= WebNFS =

Network filesystem protocol

YANFS (Yet Another NFS), formerly WebNFS, is an extension to the Network File System (NFS) for allowing clients to access a file system over the internet using a simplified, firewall-friendly protocol.

WebNFS was developed to give Java applets and other internet enabled applications a way of accessing filesystem services over the internet. While NFS provides applications on Unix with full filesystem semantics, not all of these might be needed in a distributed, read-only web environment. Conversely, access restrictions—such as requiring the use of restricted ports for originating requests—normally used in closed environments are not usually applicable in public distributed environments.

In 2007, Sun Microsystems open-sourced its WebNFS implementation. The name was subsequently changed to YANFS (Yet Another NFS) to reflect the expanded scope of the project to include a server-side implementation.

YANFS/WebNFS makes use of a well known port (port 2049 on both UDP and TCP) thus avoiding the overhead and unpredictability of using the ONC RPC portmap protocol. WebNFS adds public filehandles and multicomponent lookups to the NFS protocol.

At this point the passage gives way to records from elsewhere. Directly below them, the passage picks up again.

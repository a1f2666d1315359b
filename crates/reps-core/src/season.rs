//! The four fixed three-month seasons.
//!
//! Spring is March-May, summer June-August, autumn September-November and
//! winter December-February (spanning the year boundary).

use std::fmt;

use chrono::{Datelike, Local, Months, NaiveDate};
use serde::Serialize;

#[derive(Debug, Clone, Copy, PartialEq, Eq, Hash, Serialize)]
#[serde(rename_all = "lowercase")]
pub enum Season {
    Spring,
    Summer,
    Autumn,
    Winter,
}

impl Season {
    /// Season for a month number (1 = January).
    pub fn for_month(month: u32) -> Self {
        match month {
            3..=5 => Self::Spring,
            6..=8 => Self::Summer,
            9..=11 => Self::Autumn,
            _ => Self::Winter,
        }
    }

    pub fn for_date(date: NaiveDate) -> Self {
        Self::for_month(date.month())
    }

    pub fn current() -> Self {
        Self::for_date(Local::now().date_naive())
    }

    pub fn name(&self) -> &'static str {
        match self {
            Self::Spring => "Spring",
            Self::Summer => "Summer",
            Self::Autumn => "Autumn",
            Self::Winter => "Winter",
        }
    }

    /// One-word theme of the season.
    pub fn theme(&self) -> &'static str {
        match self {
            Self::Spring => "Growth",
            Self::Summer => "Peak",
            Self::Autumn => "Harvest",
            Self::Winter => "Rest",
        }
    }

    /// Prompt shown when there is nothing more specific to say.
    pub fn prompt(&self) -> &'static str {
        match self {
            Self::Spring => "What new movement wants to find you today?",
            Self::Summer => "Your body is ready. What calls to you?",
            Self::Autumn => "What did your body teach you this week?",
            Self::Winter => "Gentle movement is still movement.",
        }
    }

    pub fn philosophy(&self) -> &'static str {
        match self {
            Self::Spring => "A season for trying, exploring, beginning again.",
            Self::Summer => "A season of strength, consistency, and fire.",
            Self::Autumn => "A season to reflect, gather, and appreciate the work.",
            Self::Winter => "A season for rest, recovery, and quiet strength.",
        }
    }

    /// `[start, end)` of the season containing `date`.
    ///
    /// `None` only at the edges of the representable calendar.
    pub fn bounds(date: NaiveDate) -> Option<(NaiveDate, NaiveDate)> {
        let (year, month) = match Self::for_date(date) {
            Self::Spring => (date.year(), 3),
            Self::Summer => (date.year(), 6),
            Self::Autumn => (date.year(), 9),
            Self::Winter if date.month() == 12 => (date.year(), 12),
            Self::Winter => (date.year() - 1, 12),
        };
        let start = NaiveDate::from_ymd_opt(year, month, 1)?;
        let end = start.checked_add_months(Months::new(3))?;
        Some((start, end))
    }
}

impl fmt::Display for Season {
    fn fmt(&self, f: &mut fmt::Formatter<'_>) -> fmt::Result {
        f.write_str(self.name())
    }
}

/// Position of a date within its season.
#[derive(Debug, Clone, Copy, PartialEq, Eq, Serialize)]
pub struct SeasonDay {
    pub season: Season,
    /// 1 on the first day of the season
    pub current_day: u32,
    pub total_days: u32,
}

pub fn season_day(date: NaiveDate) -> Option<SeasonDay> {
    let (start, end) = Season::bounds(date)?;
    let current_day = u32::try_from((date - start).num_days() + 1).ok()?;
    let total_days = u32::try_from((end - start).num_days()).ok()?;
    Some(SeasonDay {
        season: Season::for_date(date),
        current_day,
        total_days,
    })
}

#[cfg(test)]
mod tests {
    use super::*;

    fn day(y: i32, m: u32, d: u32) -> NaiveDate {
        NaiveDate::from_ymd_opt(y, m, d).unwrap()
    }

    #[test]
    fn test_month_mapping() {
        assert_eq!(Season::for_month(2), Season::Winter);
        assert_eq!(Season::for_month(3), Season::Spring);
        assert_eq!(Season::for_month(8), Season::Summer);
        assert_eq!(Season::for_month(11), Season::Autumn);
        assert_eq!(Season::for_month(12), Season::Winter);
    }

    #[test]
    fn test_fixed_season_lengths() {
        assert_eq!(season_day(day(2026, 3, 1)).unwrap().current_day, 1);
        assert_eq!(season_day(day(2026, 4, 15)).unwrap().total_days, 92);
        assert_eq!(season_day(day(2026, 8, 31)).unwrap().current_day, 92);
        assert_eq!(season_day(day(2026, 10, 18)).unwrap().total_days, 91);
    }

    #[test]
    fn test_winter_before_leap_february() {
        // Winter 2027-28 ends in a leap February.
        let dec = season_day(day(2027, 12, 31)).unwrap();
        assert_eq!(dec.season, Season::Winter);
        assert_eq!(dec.current_day, 31);
        assert_eq!(dec.total_days, 91);

        let feb = season_day(day(2028, 2, 29)).unwrap();
        assert_eq!(feb.current_day, 91);
        assert_eq!(feb.total_days, 91);
    }

    #[test]
    fn test_winter_in_common_year() {
        let jan = season_day(day(2026, 1, 1)).unwrap();
        assert_eq!(jan.current_day, 32);
        assert_eq!(jan.total_days, 90);
        assert_eq!(
            Season::bounds(day(2026, 2, 28)),
            Some((day(2025, 12, 1), day(2026, 3, 1)))
        );
    }
}
//! Most-common type and feeling.
//!
//! Ties are broken by the lexicographically smallest stored name, so the
//! answer does not depend on the order sessions were loaded in.

use std::collections::BTreeMap;

use crate::storage::{Feeling, MovementSession, MovementType};

pub fn type_counts(sessions: &[MovementSession]) -> BTreeMap<MovementType, usize> {
    let mut counts = BTreeMap::new();
    for session in sessions {
        *counts.entry(session.movement_type).or_insert(0) += 1;
    }
    counts
}

pub fn feeling_counts(sessions: &[MovementSession]) -> BTreeMap<Feeling, usize> {
    let mut counts = BTreeMap::new();
    for session in sessions {
        *counts.entry(session.feeling).or_insert(0) += 1;
    }
    counts
}

pub fn most_common_type(sessions: &[MovementSession]) -> Option<(MovementType, usize)> {
    most_common(&type_counts(sessions), |t| t.as_str())
}

pub fn most_common_feeling(sessions: &[MovementSession]) -> Option<(Feeling, usize)> {
    most_common(&feeling_counts(sessions), |f| f.as_str())
}

fn most_common<K: Copy>(
    counts: &BTreeMap<K, usize>,
    name: impl Fn(&K) -> &'static str,
) -> Option<(K, usize)> {
    counts
        .iter()
        .max_by(|a, b| a.1.cmp(b.1).then_with(|| name(b.0).cmp(name(a.0))))
        .map(|(key, count)| (*key, *count))
}

#[cfg(test)]
mod tests {
    use super::*;
    use crate::stats::test_support::{day, session_on};

    #[test]
    fn test_empty_has_no_most_common() {
        assert_eq!(most_common_type(&[]), None);
        assert_eq!(most_common_feeling(&[]), None);
    }

    #[test]
    fn test_counts_and_winner() {
        let d = day(2026, 4, 1);
        let sessions = vec![
            session_on(d, MovementType::Ran, Feeling::Alive),
            session_on(d, MovementType::Lifted, Feeling::Strong),
            session_on(d, MovementType::Ran, Feeling::Strong),
        ];
        assert_eq!(type_counts(&sessions).get(&MovementType::Ran), Some(&2));
        assert_eq!(most_common_type(&sessions), Some((MovementType::Ran, 2)));
        assert_eq!(most_common_feeling(&sessions), Some((Feeling::Strong, 2)));
    }

    #[test]
    fn test_tie_breaks_on_name_not_order() {
        let d = day(2026, 4, 1);
        let forward = vec![
            session_on(d, MovementType::Walked, Feeling::Rough),
            session_on(d, MovementType::Lifted, Feeling::Easy),
        ];
        let mut backward = forward.clone();
        backward.reverse();

        // "lifted" < "walked", "easy" < "rough"
        for sessions in [forward, backward] {
            assert_eq!(most_common_type(&sessions), Some((MovementType::Lifted, 1)));
            assert_eq!(most_common_feeling(&sessions), Some((Feeling::Easy, 1)));
        }
    }
}
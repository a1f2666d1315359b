use reps_core::weather::Coordinates;

use crate::app::{resolve_config_path, AppContext};
use crate::cli::InitArgs;
use crate::config::{write_config, RepsConfig};
use crate::errors::CliError;
use crate::ui::{badge, blank_line, hint, kv, print, Badge, OutputMode};

pub fn handle_init(ctx: &AppContext, args: &InitArgs) -> anyhow::Result<()> {
    let config_path = resolve_config_path()?;
    if config_path.exists() && !args.force {
        return Err(CliError::invalid_input(format!(
            "Config already exists at {} (pass --force to overwrite it)",
            config_path.display()
        ))
        .into());
    }

    let coordinates = match (args.latitude, args.longitude) {
        (Some(latitude), Some(longitude)) => {
            validate_coordinates(latitude, longitude)?;
            Some(Coordinates {
                latitude,
                longitude,
            })
        }
        _ => None,
    };

    // Only an explicit data dir is pinned in the config.
    let config = RepsConfig::new(ctx.cli_data_dir(), coordinates);
    write_config(&config_path, &config)?;

    // Opening creates the data directory.
    ctx.journal()?;
    let data_dir = ctx.data_dir()?;

    if !ctx.quiet() {
        let ui_ctx = ctx.ui_context(false);
        let weather = match coordinates {
            Some(c) => format!("on ({}, {})", c.latitude, c.longitude),
            None => "off".to_string(),
        };
        match ui_ctx.mode {
            OutputMode::Pretty => {
                print(&ui_ctx, &badge(&ui_ctx, Badge::Ok, "Initialized reps"));
                print(&ui_ctx, &kv(&ui_ctx, "Config", &config_path.display().to_string()));
                print(&ui_ctx, &kv(&ui_ctx, "Data", &data_dir.display().to_string()));
                print(&ui_ctx, &kv(&ui_ctx, "Weather", &weather));
                blank_line(&ui_ctx);
                print(
                    &ui_ctx,
                    &hint(&ui_ctx, "reps log walked peaceful  \u{00B7}  reps today"),
                );
            }
            OutputMode::Plain | OutputMode::Json => {
                println!("status=ok");
                println!("config={}", config_path.display());
                println!("data_dir={}", data_dir.display());
                println!("weather={}", if coordinates.is_some() { "on" } else { "off" });
            }
        }
    }
    Ok(())
}

fn validate_coordinates(latitude: f64, longitude: f64) -> anyhow::Result<()> {
    if !(-90.0..=90.0).contains(&latitude) {
        return Err(CliError::invalid_input(format!(
            "Latitude must be between -90 and 90: {}",
            latitude
        ))
        .into());
    }
    if !(-180.0..=180.0).contains(&longitude) {
        return Err(CliError::invalid_input(format!(
            "Longitude must be between -180 and 180: {}",
            longitude
        ))
        .into());
    }
    Ok(())
}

WebNFS has been specified by a number of RFCs:
- : WebNFS Client
- : WebNFS Server
- : NFS URL Scheme
- : Security negotiation for WebNFS

==Legacy==
While WebNFS itself did not gain much traction, several important WebNFS features later became part of NFSv4, including use of port 2049, and the concept of a fixed "root filehandle" (which evolved from WebNFS public filehandles and allows exported filesystems to be accessed without needing the MOUNT protocol to learn their individual root handles first); both together allow NFSv4 to function without the Portmap service.